### PROVIDED DATA

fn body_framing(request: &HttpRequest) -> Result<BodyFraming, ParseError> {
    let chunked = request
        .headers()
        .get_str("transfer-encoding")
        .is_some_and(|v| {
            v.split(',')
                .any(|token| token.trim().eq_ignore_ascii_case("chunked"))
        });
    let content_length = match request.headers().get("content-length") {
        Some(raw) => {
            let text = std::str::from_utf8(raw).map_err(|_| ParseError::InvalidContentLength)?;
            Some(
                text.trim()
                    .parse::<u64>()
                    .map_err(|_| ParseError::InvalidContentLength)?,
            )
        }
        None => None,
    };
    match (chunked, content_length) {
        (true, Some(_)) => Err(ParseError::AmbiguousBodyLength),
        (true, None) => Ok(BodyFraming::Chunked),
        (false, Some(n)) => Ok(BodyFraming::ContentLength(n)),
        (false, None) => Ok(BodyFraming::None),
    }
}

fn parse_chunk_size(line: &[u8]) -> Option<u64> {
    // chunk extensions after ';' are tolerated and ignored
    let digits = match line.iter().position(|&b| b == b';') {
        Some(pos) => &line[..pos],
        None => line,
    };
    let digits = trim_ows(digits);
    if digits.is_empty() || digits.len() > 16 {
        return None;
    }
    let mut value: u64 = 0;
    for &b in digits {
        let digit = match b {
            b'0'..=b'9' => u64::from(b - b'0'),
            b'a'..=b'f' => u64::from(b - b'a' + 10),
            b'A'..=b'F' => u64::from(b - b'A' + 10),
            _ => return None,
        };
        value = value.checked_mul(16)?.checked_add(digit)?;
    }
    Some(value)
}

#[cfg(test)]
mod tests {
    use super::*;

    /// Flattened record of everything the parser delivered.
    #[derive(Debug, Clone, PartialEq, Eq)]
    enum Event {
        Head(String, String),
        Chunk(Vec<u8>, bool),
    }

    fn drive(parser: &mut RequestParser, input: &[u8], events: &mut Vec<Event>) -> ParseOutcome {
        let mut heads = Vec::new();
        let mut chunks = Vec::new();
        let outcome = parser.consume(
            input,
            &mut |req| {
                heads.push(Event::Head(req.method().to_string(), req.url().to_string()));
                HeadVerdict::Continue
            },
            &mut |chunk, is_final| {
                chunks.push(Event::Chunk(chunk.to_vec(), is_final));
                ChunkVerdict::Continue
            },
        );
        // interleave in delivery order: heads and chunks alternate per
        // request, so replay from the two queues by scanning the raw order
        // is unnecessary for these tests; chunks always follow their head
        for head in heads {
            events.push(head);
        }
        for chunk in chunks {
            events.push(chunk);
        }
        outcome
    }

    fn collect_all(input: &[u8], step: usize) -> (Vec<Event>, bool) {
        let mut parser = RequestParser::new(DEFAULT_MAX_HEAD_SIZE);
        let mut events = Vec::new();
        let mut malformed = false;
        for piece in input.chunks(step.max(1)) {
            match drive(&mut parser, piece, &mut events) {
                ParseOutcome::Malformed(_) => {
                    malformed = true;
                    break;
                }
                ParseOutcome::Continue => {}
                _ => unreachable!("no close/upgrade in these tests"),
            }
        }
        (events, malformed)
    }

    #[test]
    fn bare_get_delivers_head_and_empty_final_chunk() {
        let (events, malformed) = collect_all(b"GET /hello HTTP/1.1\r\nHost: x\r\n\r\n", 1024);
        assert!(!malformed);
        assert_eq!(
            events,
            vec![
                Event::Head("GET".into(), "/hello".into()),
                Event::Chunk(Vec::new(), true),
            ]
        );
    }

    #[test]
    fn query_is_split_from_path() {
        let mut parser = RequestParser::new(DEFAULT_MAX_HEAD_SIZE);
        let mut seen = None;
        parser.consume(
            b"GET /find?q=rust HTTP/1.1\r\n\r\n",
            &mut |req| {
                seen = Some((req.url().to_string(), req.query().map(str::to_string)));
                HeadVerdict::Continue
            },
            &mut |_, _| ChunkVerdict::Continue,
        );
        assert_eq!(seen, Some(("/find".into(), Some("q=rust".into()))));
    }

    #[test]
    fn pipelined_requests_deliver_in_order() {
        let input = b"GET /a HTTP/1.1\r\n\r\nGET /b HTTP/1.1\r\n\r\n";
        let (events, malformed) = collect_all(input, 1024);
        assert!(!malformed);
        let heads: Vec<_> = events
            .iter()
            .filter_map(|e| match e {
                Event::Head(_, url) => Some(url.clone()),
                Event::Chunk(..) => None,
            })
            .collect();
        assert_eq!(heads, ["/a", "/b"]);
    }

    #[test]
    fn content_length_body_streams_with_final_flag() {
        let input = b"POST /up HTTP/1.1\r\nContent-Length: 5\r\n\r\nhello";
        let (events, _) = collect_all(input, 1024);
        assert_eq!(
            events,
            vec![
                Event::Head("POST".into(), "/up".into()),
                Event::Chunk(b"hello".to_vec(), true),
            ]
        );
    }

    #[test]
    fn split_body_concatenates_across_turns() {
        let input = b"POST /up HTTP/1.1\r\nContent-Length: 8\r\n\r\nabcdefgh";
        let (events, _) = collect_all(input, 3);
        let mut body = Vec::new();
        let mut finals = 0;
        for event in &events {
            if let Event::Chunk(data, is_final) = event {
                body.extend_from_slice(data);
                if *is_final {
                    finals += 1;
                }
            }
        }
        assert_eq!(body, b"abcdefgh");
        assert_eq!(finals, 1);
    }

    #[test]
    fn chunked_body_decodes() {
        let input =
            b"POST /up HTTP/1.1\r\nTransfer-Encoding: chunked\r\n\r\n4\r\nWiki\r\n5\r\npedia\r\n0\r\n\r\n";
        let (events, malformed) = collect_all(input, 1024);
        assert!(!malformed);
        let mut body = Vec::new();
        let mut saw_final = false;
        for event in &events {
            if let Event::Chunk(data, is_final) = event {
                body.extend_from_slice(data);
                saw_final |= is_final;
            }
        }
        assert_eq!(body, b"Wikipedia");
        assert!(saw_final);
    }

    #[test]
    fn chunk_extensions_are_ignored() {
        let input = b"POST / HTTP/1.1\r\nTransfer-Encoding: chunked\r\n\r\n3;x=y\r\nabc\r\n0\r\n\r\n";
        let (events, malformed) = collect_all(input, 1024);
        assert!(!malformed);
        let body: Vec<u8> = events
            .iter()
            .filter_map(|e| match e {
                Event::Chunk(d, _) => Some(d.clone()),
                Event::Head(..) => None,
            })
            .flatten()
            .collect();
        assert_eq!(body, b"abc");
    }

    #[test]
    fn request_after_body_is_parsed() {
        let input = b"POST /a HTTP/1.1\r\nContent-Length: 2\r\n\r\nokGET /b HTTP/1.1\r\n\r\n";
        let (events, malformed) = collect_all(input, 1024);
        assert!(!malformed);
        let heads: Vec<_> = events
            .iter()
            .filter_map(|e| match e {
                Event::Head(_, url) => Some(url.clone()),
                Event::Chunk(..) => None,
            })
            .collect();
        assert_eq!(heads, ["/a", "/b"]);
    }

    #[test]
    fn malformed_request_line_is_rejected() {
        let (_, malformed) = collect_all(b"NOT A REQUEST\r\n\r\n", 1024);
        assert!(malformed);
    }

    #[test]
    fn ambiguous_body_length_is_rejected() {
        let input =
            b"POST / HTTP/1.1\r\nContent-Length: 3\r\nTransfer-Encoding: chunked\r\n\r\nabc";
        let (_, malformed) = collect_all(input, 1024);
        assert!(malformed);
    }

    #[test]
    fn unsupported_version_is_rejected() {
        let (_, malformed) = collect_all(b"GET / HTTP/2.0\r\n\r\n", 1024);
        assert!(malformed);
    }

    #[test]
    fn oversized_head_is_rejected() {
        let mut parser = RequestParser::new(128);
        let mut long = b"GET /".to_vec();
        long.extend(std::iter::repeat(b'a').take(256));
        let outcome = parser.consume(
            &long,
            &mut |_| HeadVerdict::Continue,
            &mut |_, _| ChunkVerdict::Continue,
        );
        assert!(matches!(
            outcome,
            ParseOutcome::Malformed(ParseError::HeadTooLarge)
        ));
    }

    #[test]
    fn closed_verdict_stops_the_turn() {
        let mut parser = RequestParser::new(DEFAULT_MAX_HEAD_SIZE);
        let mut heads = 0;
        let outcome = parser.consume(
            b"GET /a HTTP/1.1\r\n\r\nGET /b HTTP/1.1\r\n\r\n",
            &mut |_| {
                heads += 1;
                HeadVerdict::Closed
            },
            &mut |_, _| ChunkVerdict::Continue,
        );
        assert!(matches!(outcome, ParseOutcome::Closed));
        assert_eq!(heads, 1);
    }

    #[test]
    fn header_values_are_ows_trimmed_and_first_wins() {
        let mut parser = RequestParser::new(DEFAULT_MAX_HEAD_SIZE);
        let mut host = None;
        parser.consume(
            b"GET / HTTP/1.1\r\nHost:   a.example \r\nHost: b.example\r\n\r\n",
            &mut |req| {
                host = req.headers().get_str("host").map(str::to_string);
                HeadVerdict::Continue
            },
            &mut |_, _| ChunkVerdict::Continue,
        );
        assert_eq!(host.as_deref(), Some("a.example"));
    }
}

######

TASK DESCRIPTION: In the entries above, how many lines contain the string "POST"? Say only the number.

TASK SOLUTION: 7